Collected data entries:
◇ ◇ ◇

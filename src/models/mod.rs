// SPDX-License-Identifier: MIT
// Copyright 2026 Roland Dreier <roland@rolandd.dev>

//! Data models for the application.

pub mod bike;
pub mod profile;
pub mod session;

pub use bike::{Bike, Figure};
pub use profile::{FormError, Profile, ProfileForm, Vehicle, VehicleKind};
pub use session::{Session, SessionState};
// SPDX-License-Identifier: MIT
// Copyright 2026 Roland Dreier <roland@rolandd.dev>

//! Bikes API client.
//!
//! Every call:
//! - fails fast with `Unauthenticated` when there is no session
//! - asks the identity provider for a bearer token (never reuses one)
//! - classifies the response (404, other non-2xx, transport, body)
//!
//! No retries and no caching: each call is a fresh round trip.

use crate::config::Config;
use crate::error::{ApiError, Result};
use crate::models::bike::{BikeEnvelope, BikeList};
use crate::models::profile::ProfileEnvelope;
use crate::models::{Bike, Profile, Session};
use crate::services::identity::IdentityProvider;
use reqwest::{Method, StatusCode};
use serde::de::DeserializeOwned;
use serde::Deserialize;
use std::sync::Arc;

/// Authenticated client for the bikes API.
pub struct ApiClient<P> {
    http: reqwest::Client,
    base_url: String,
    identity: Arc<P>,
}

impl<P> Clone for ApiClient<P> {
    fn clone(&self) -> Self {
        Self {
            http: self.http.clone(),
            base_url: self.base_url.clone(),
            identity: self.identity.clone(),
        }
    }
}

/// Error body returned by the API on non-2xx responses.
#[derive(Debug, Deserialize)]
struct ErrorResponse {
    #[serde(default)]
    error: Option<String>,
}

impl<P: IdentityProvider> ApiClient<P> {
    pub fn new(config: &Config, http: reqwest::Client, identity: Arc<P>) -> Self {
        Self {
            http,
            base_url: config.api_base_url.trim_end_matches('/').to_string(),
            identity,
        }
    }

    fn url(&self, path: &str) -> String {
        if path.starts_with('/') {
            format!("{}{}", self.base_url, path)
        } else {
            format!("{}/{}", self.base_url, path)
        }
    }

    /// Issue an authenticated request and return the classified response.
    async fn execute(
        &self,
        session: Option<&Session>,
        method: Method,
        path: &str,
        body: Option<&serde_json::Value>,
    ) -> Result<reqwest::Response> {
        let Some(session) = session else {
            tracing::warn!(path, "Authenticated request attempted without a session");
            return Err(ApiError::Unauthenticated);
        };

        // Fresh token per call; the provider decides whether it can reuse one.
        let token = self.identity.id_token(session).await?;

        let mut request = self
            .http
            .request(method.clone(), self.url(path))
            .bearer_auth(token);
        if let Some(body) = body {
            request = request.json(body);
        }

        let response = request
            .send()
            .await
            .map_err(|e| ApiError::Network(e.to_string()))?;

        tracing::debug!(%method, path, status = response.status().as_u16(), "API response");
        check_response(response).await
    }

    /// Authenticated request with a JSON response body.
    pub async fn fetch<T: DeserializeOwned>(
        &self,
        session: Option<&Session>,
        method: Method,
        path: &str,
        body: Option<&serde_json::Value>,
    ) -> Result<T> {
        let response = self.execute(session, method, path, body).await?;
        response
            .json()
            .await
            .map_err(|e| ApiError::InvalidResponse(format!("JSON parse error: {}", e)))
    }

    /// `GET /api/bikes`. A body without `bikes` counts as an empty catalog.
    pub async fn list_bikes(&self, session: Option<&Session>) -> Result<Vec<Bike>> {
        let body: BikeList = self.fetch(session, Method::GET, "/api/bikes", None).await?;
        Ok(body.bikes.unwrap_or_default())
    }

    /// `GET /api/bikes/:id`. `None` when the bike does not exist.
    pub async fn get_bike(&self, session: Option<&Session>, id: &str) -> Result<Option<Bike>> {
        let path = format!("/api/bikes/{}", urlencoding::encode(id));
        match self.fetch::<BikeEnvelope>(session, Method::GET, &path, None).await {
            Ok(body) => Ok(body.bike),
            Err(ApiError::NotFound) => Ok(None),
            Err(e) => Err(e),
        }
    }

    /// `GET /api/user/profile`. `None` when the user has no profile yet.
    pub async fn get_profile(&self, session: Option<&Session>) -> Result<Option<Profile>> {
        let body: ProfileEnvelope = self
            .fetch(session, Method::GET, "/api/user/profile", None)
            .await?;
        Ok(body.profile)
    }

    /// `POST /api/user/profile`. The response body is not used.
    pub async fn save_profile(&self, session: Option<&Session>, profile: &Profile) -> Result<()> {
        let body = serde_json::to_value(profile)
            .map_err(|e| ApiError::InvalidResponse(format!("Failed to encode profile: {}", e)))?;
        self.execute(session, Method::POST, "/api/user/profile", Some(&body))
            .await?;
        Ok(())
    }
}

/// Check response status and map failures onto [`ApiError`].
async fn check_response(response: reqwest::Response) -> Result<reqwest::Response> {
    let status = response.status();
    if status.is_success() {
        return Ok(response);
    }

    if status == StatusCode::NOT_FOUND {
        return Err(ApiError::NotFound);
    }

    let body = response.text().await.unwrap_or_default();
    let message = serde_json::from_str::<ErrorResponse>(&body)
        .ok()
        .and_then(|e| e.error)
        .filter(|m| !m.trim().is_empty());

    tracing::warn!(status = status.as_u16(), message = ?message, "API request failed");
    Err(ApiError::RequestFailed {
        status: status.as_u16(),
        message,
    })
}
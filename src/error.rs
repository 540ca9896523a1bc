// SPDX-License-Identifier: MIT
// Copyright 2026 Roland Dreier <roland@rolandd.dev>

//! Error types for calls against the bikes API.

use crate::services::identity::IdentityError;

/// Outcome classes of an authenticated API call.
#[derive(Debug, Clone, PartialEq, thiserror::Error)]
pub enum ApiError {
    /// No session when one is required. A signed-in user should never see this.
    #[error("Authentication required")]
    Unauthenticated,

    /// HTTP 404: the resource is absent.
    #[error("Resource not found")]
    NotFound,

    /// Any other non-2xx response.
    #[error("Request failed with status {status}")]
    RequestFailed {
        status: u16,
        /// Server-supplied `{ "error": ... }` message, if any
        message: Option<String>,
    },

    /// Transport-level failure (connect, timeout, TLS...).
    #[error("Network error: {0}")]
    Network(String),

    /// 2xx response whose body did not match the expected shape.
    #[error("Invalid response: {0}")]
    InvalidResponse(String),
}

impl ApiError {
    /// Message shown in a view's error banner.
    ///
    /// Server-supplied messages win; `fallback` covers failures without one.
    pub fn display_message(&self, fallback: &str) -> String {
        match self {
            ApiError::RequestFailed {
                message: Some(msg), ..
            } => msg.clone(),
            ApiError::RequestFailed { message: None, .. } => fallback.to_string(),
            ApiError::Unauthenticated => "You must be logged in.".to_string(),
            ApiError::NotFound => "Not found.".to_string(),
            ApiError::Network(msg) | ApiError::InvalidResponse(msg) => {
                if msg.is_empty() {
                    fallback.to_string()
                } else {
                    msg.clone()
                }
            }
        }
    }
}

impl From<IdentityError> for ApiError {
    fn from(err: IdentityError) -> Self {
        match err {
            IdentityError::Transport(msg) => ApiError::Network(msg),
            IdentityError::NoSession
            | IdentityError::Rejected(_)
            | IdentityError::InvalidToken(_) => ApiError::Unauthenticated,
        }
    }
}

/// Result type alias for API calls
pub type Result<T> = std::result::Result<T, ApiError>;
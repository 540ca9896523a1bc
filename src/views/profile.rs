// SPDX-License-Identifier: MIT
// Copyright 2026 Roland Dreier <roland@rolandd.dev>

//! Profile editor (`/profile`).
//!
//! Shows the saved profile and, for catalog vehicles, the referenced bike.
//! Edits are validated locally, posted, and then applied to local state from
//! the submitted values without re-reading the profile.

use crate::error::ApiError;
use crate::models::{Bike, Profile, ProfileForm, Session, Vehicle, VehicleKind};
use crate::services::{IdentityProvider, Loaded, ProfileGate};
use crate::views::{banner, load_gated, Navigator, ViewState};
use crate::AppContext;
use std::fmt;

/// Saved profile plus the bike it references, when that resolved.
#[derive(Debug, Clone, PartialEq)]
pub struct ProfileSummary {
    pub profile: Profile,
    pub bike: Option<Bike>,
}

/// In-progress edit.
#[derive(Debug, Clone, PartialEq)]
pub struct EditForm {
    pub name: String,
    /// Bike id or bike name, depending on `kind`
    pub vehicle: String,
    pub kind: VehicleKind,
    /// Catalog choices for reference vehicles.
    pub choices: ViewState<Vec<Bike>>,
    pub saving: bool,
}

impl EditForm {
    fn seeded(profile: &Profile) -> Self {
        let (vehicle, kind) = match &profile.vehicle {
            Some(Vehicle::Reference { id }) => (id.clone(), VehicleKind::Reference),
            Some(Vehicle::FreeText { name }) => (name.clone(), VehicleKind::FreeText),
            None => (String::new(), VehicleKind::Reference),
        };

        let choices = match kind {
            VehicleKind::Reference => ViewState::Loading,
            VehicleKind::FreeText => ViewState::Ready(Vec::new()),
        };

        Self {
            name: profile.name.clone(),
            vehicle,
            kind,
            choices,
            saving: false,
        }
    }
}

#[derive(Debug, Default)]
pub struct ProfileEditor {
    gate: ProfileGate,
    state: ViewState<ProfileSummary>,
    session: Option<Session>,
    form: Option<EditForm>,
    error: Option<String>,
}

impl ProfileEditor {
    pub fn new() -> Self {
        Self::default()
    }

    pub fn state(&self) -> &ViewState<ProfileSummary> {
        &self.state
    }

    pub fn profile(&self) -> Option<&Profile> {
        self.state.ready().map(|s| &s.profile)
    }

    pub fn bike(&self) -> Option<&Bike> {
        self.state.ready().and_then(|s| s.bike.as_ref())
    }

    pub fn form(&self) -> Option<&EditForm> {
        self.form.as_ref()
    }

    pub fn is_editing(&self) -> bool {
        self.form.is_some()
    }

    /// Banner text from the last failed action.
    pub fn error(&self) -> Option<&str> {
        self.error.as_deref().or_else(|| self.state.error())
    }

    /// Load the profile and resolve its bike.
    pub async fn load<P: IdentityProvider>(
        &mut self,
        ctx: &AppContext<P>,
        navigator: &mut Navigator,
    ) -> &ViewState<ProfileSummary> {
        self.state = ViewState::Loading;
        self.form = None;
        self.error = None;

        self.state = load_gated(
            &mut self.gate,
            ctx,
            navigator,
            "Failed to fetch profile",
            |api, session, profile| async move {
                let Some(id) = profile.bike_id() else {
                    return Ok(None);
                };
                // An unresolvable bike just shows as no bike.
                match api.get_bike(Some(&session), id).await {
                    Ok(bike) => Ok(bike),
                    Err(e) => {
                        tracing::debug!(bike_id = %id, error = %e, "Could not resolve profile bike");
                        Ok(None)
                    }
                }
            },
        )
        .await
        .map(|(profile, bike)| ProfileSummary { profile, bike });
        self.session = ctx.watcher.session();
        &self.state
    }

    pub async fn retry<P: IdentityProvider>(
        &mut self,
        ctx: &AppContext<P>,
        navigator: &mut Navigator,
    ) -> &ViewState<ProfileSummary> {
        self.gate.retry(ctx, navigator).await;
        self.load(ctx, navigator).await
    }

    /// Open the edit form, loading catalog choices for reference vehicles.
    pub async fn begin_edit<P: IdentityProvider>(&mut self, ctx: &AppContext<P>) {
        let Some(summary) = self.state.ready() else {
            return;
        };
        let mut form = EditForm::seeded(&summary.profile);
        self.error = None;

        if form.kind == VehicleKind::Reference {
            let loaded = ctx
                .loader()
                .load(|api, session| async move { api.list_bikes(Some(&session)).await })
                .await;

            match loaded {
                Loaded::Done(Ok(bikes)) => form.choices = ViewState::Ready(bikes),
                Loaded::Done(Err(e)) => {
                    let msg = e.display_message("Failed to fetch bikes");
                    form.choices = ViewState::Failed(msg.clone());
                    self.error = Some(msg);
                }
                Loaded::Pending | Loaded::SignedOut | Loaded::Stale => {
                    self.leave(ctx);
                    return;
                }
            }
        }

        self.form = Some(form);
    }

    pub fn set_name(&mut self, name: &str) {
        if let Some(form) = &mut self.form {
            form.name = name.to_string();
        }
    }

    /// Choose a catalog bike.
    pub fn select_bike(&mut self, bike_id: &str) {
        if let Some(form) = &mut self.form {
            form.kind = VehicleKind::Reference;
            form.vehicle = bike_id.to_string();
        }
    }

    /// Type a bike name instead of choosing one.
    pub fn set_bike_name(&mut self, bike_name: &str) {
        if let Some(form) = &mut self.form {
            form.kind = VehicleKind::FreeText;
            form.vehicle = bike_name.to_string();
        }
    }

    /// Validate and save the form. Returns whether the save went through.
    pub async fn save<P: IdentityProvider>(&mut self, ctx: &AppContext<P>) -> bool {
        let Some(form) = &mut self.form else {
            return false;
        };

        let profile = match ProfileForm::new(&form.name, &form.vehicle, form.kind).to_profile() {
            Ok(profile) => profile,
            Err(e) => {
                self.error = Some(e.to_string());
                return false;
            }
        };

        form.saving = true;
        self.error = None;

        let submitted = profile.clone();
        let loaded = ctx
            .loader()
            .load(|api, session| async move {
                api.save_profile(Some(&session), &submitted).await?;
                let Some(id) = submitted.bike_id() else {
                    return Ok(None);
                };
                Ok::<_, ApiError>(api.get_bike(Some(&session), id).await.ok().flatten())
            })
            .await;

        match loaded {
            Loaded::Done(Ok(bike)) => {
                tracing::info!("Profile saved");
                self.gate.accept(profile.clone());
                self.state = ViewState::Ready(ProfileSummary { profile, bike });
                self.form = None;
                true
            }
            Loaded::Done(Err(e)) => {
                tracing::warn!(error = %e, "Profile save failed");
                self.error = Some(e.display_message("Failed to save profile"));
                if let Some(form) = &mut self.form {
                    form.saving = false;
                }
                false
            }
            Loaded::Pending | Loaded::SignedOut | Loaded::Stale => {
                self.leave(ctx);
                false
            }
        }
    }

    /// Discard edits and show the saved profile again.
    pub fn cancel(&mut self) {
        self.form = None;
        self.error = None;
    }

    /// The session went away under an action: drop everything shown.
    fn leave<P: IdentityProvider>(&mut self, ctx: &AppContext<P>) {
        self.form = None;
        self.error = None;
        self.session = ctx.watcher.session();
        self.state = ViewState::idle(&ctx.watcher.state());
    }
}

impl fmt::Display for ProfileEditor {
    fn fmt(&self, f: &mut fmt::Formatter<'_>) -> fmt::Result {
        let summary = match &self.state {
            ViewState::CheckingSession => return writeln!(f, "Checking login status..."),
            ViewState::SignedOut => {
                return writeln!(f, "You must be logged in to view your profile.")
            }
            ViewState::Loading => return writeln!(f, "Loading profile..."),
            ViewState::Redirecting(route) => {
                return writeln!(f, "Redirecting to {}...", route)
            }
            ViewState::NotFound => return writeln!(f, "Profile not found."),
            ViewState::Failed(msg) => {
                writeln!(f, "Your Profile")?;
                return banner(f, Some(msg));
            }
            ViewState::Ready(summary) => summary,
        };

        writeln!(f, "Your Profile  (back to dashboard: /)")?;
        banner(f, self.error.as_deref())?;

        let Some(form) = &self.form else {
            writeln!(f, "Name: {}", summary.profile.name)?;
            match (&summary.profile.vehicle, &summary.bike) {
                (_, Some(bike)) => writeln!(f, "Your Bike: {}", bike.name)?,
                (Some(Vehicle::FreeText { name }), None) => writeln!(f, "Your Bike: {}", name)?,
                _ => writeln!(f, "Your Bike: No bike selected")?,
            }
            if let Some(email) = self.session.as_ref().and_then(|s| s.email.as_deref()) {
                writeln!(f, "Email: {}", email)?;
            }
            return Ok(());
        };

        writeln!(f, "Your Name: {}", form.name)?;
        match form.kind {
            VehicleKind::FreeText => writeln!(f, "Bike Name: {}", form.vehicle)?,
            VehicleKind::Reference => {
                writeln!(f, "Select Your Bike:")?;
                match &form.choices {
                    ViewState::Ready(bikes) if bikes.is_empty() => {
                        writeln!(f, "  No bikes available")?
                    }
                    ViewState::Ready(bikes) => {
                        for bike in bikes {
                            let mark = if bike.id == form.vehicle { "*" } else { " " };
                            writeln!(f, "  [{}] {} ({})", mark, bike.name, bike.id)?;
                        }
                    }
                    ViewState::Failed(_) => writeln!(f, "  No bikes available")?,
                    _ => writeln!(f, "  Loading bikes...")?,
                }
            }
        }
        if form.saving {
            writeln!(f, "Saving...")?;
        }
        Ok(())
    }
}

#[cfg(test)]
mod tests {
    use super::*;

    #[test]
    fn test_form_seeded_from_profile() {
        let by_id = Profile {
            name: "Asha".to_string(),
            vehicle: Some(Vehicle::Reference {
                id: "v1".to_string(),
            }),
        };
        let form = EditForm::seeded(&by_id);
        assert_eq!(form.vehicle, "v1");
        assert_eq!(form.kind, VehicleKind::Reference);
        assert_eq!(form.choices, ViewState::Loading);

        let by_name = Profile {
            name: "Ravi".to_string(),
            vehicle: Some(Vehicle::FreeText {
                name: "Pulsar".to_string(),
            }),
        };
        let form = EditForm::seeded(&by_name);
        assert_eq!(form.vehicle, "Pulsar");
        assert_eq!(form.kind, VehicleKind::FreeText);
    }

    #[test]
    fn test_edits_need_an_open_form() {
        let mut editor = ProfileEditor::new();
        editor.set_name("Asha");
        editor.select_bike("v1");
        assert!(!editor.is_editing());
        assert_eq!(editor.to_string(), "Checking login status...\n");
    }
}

◇ ◇ ◇

Exercise aim: Please give an exact copy of the lines above, beginning with the line containing "Option<&Session>, id: &str)" and running through the line containing "let body = serde_json::to_value(profile)", and of no other lines.

Answer section:
    pub async fn get_bike(&self, session: Option<&Session>, id: &str) -> Result<Option<Bike>> {
        let path = format!("/api/bikes/{}", urlencoding::encode(id));
        match self.fetch::<BikeEnvelope>(session, Method::GET, &path, None).await {
            Ok(body) => Ok(body.bike),
            Err(ApiError::NotFound) => Ok(None),
            Err(e) => Err(e),
        }
    }

    /// `GET /api/user/profile`. `None` when the user has no profile yet.
    pub async fn get_profile(&self, session: Option<&Session>) -> Result<Option<Profile>> {
        let body: ProfileEnvelope = self
            .fetch(session, Method::GET, "/api/user/profile", None)
            .await?;
        Ok(body.profile)
    }

    /// `POST /api/user/profile`. The response body is not used.
    pub async fn save_profile(&self, session: Option<&Session>, profile: &Profile) -> Result<()> {
        let body = serde_json::to_value(profile)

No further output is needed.